I believe I have seen it with FRT on the outside...But that was a long time ago.....

I would have to do the math on what you show, but it looks reasonable...


----------



## nealderidder (Mar 19, 2019)

Pcinspector1 said:


> I have to see a tested assembly, but that's just me?



Does that make you a Prescriptive Fire Resistance Denier? 

I've been all up in the UL and GA assemblies but haven't found just the right one yet...


----------



## Pcinspector1 (Mar 20, 2019)

nealderidder said:


> Does that make you a Prescriptive Fire Resistance Denier?



Not necessarily, if stamped by an engineer I would consider accepting a prescriptive design with calculations. I do like the idea of a wall that's been tested by (UL) or other approved testing lab.
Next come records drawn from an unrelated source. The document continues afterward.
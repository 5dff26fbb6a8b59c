//! Integration tests for the crawl engine
//!
//! These tests run the full engine — intake, worker pool, rate limiter,
//! extractor, indexer sink and stat store — against wiremock HTTP servers
//! standing in for both the crawled sites and the search index.

use skitter::config::{EngineConfig, IndexConfig};
use skitter::index::HttpIndexer;
use skitter::intake::{Admission, IntakeHandler};
use skitter::stats::{CrawlStatus, SharedStatStore};
use skitter::storage::SqliteStatStore;
use skitter::CrawlEngine;
use std::path::Path;
use std::sync::{Arc, Mutex};
use std::time::Duration;
use tempfile::TempDir;
use wiremock::matchers::{method, path};
use wiremock::{Mock, MockServer, ResponseTemplate};

fn engine_config(max_depth: u32) -> EngineConfig {
    EngineConfig {
        workers: 4,
        max_rps: 100,
        max_depth,
        done_threshold: 10,
        recrawl_interval_secs: 86_399,
        fetch_timeout_secs: 5,
        user_agent: "skitter-test/0.1".to_string(),
    }
}

/// Builds an engine backed by a file store and a real HTTP index sink
fn build_engine(
    config: EngineConfig,
    index_uri: &str,
    db_dir: &TempDir,
) -> (Arc<CrawlEngine>, SharedStatStore) {
    let db_path = db_dir.path().join("stats.db");
    let store: SharedStatStore = Arc::new(Mutex::new(
        SqliteStatStore::new(Path::new(&db_path)).expect("failed to open store"),
    ));

    let sink = HttpIndexer::new(&IndexConfig {
        endpoint: index_uri.to_string(),
        collection: "crawling".to_string(),
    })
    .expect("failed to build index sink");

    let engine = CrawlEngine::new(config, Arc::new(sink), Arc::clone(&store))
        .expect("failed to build engine");
    (engine, store)
}

/// Mounts an HTML page mock expected to be fetched exactly once
async fn mount_page(server: &MockServer, route: &str, body: String) {
    Mock::given(method("GET"))
        .and(path(route))
        .respond_with(
            ResponseTemplate::new(200)
                .set_body_string(body)
                .insert_header("content-type", "text/html"),
        )
        .expect(1)
        .mount(server)
        .await;
}

/// Mounts the index sink endpoint
async fn mount_index(server: &MockServer, expected_docs: u64) {
    Mock::given(method("POST"))
        .and(path("/crawling/_doc"))
        .respond_with(ResponseTemplate::new(201))
        .expect(expected_docs)
        .mount(server)
        .await;
}

#[tokio::test]
async fn test_small_site_crawls_fully_but_stays_crawling() {
    let site = MockServer::start().await;
    let index = MockServer::start().await;
    let root = site.uri();

    // Three pages, each linking to the other two; every page fetched exactly
    // once despite the cross-links
    mount_page(
        &site,
        "/",
        r#"<html><head><title>Home</title></head>
           <body><a href="x">X</a> <a href="y">Y</a></body></html>"#
            .to_string(),
    )
    .await;
    mount_page(
        &site,
        "/x",
        format!(r#"<html><body><a href="{}">Home</a> <a href="y">Y</a></body></html>"#, root),
    )
    .await;
    mount_page(
        &site,
        "/y",
        format!(r#"<html><body><a href="{}">Home</a> <a href="x">X</a></body></html>"#, root),
    )
    .await;

    mount_index(&index, 3).await;

    let db_dir = TempDir::new().unwrap();
    let (engine, _store) = build_engine(engine_config(2), &index.uri(), &db_dir);

    let handler = IntakeHandler::new(Arc::clone(&engine));
    let admission = handler.admit(&root, 1).await.unwrap();
    assert_eq!(admission, Admission::Started);

    let workers = engine.spawn_workers();

    // Wait for the crawl to drain
    let job = engine.job(&root).await.unwrap();
    for _ in 0..400 {
        tokio::time::sleep(Duration::from_millis(25)).await;
        let snapshot = job.snapshot().await;
        if snapshot.pages_fetched == 3 && snapshot.frontier_len == 0 {
            break;
        }
    }
    // Give the drain-side completion checks a moment to run
    tokio::time::sleep(Duration::from_millis(100)).await;

    let snapshot = job.snapshot().await;
    assert_eq!(snapshot.pages_fetched, 3);
    assert_eq!(snapshot.seen_count, 3);
    assert_eq!(snapshot.frontier_len, 0);

    assert_eq!(engine.tracker().pages_count(&root), Some(3));
    // Three pages never clears the done threshold, so the crawl stays open
    assert_eq!(engine.tracker().status(&root), Some(CrawlStatus::Crawling));

    for worker in workers {
        worker.abort();
    }
}

#[tokio::test]
async fn test_depth_limit_bounds_traversal() {
    let site = MockServer::start().await;
    let index = MockServer::start().await;
    let root = site.uri();

    // A chain: / -> a -> b -> c with depth limit 2. The root is depth 0 and
    // /a depth 1; /b is discovered at depth 2 and discarded unfetched.
    mount_page(
        &site,
        "/",
        r#"<html><body><a href="a">A</a></body></html>"#.to_string(),
    )
    .await;
    mount_page(
        &site,
        "/a",
        r#"<html><body><a href="b">B</a></body></html>"#.to_string(),
    )
    .await;
    Mock::given(method("GET"))
        .and(path("/b"))
        .respond_with(ResponseTemplate::new(200).set_body_string("<html></html>"))
        .expect(0)
        .mount(&site)
        .await;

    mount_index(&index, 2).await;

    let db_dir = TempDir::new().unwrap();
    let (engine, _store) = build_engine(engine_config(2), &index.uri(), &db_dir);

    let handler = IntakeHandler::new(Arc::clone(&engine));
    handler.admit(&root, 1).await.unwrap();

    let workers = engine.spawn_workers();

    let job = engine.job(&root).await.unwrap();
    for _ in 0..400 {
        tokio::time::sleep(Duration::from_millis(25)).await;
        let snapshot = job.snapshot().await;
        if snapshot.pages_fetched == 2 && snapshot.frontier_len == 0 {
            break;
        }
    }

    let snapshot = job.snapshot().await;
    assert_eq!(snapshot.pages_fetched, 2);
    // /b was seen (counted toward dedup) but never fetched
    assert_eq!(snapshot.seen_count, 3);

    for worker in workers {
        worker.abort();
    }
}

#[tokio::test]
async fn test_large_site_reaches_done() {
    let site = MockServer::start().await;
    let index = MockServer::start().await;
    let root = site.uri();

    // A hub page linking to twelve leaves: 13 fetches, past the threshold
    let hub: String = (0..12)
        .map(|i| format!(r#"<a href="p{}">P{}</a>"#, i, i))
        .collect();
    mount_page(&site, "/", format!("<html><body>{}</body></html>", hub)).await;
    for i in 0..12 {
        mount_page(
            &site,
            &format!("/p{}", i),
            format!("<html><body>Leaf {}</body></html>", i),
        )
        .await;
    }

    mount_index(&index, 13).await;

    let db_dir = TempDir::new().unwrap();
    let (engine, store) = build_engine(engine_config(2), &index.uri(), &db_dir);

    let handler = IntakeHandler::new(Arc::clone(&engine));
    handler.admit(&root, 1).await.unwrap();

    let workers = engine.spawn_workers();

    for _ in 0..400 {
        tokio::time::sleep(Duration::from_millis(25)).await;
        if engine.tracker().status(&root) == Some(CrawlStatus::Done) {
            break;
        }
    }

    assert_eq!(engine.tracker().status(&root), Some(CrawlStatus::Done));
    assert_eq!(engine.tracker().pages_count(&root), Some(13));

    // The persisted record shows Done with the last checkpointed count
    let store = store.lock().unwrap();
    let record = store.latest_for_domain(&root).unwrap().unwrap();
    assert_eq!(record.status, CrawlStatus::Done);
    assert_eq!(record.pages_count, 10);
    drop(store);

    for worker in workers {
        worker.abort();
    }
}

#[tokio::test]
async fn test_bad_page_does_not_stall_the_crawl() {
    let site = MockServer::start().await;
    let index = MockServer::start().await;
    let root = site.uri();

    // /broken answers 500; the rest of the site still gets crawled
    mount_page(
        &site,
        "/",
        r#"<html><body><a href="broken">B</a> <a href="ok">OK</a></body></html>"#.to_string(),
    )
    .await;
    Mock::given(method("GET"))
        .and(path("/broken"))
        .respond_with(ResponseTemplate::new(500))
        .expect(1)
        .mount(&site)
        .await;
    mount_page(&site, "/ok", "<html><body>Fine</body></html>".to_string()).await;

    // Only the two healthy pages produce documents
    mount_index(&index, 2).await;

    let db_dir = TempDir::new().unwrap();
    let (engine, _store) = build_engine(engine_config(2), &index.uri(), &db_dir);

    let handler = IntakeHandler::new(Arc::clone(&engine));
    handler.admit(&root, 1).await.unwrap();

    let workers = engine.spawn_workers();

    let job = engine.job(&root).await.unwrap();
    for _ in 0..400 {
        tokio::time::sleep(Duration::from_millis(25)).await;
        let snapshot = job.snapshot().await;
        if snapshot.pages_fetched == 2 && snapshot.frontier_len == 0 {
            break;
        }
    }

    // The failed page is skipped, not counted, and not fatal
    assert_eq!(engine.tracker().pages_count(&root), Some(2));
    assert_eq!(job.snapshot().await.seen_count, 3);

    for worker in workers {
        worker.abort();
    }
}

#[tokio::test]
async fn test_intake_policy_against_file_store() {
    let index = MockServer::start().await;

    let db_dir = TempDir::new().unwrap();
    let (engine, store) = build_engine(engine_config(2), &index.uri(), &db_dir);
    let handler = IntakeHandler::new(Arc::clone(&engine));

    // Missing protocol is rejected with a persisted Error record
    let admission = handler.admit("ftp://bad.test", 1).await.unwrap();
    assert!(matches!(admission, Admission::Rejected(_)));
    {
        let store = store.lock().unwrap();
        let record = store.latest_for_domain("ftp://bad.test").unwrap().unwrap();
        assert_eq!(
            record.status,
            CrawlStatus::Error("protocol should be specified".to_string())
        );
    }
    assert!(!engine.is_registered("ftp://bad.test").await);

    // Two authors, one domain: one job, two records, no duplicate work
    assert_eq!(
        handler.admit("http://shared.test", 1).await.unwrap(),
        Admission::Started
    );
    assert_eq!(
        handler.admit("http://shared.test", 2).await.unwrap(),
        Admission::InterestRecorded
    );
    assert_eq!(
        handler.admit("http://shared.test", 1).await.unwrap(),
        Admission::Duplicate
    );

    {
        let store = store.lock().unwrap();
        let records = store.stats_for_domain("http://shared.test").unwrap();
        assert_eq!(records.len(), 2);
    }
    assert_eq!(engine.active_jobs().await.len(), 1);
}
Still waiting on my Gyp system manual, should be here today. Maybe someone on the form can take a peek for you to see if FRT has been added to a design?


----------



## Pcinspector1 (Mar 20, 2019)

nealderidder, have you gone to Hoover treated wood products, the show a 1-hr exterior wall design that may work?

www.frtw.com


----------



## nealderidder (Mar 21, 2019)

Pcinspector1 said:


> Not necessarily, if stamped by an engineer I would consider accepting a prescriptive design with calculations. I do like the idea of a wall that's been tested by (UL) or other approved testing lab.



Isn't the idea of the prescriptive designs that they don't require calculations? 721.1 says "...The materials of construction listed in Tables....shall be assumed to have the fire-resistance ratings prescribed therein..."

No testing or calcs required, right?


----------



## nealderidder (Mar 21, 2019)

Pcinspector1 said:


> nealderidder, have you gone to Hoover treated wood products, the show a 1-hr exterior wall design that may work?
> 
> www.frtw.com




They might have something but my contention is that I can add non-FRT wood sheathing and still meet the code requirement for a 1HR  wall. Footnote "L" to Table 721.1(2) says:

_Wood structural panels shall be permitted to be installed between the fire protection and the wood studs on either the interior or exterior side of the wood frame assemblies in this table...
_
So if I pick 15-1.3 of that table for the exterior half of my wall and 14-1.3 for the interior half I have a 1 HR all. Footnote "L" then allows me to slip in some wood sheathing either behind the stucco or behind the gyp. bd. 

Maybe the FRT products are better now but I remember using sheathing in the past and thinking - wow, this is like using shredded wheat. It seemed like the arsenic or boric acid or whatever soup they used really weakened the panels.

Thank you for the input and ideas!


----------



## Pcinspector1 (Mar 22, 2019)

I've got to read the footnotes, I believe it would be allowed with the correct length of fasteners. Also footnote "a" allows staples for attaching to wood framing. 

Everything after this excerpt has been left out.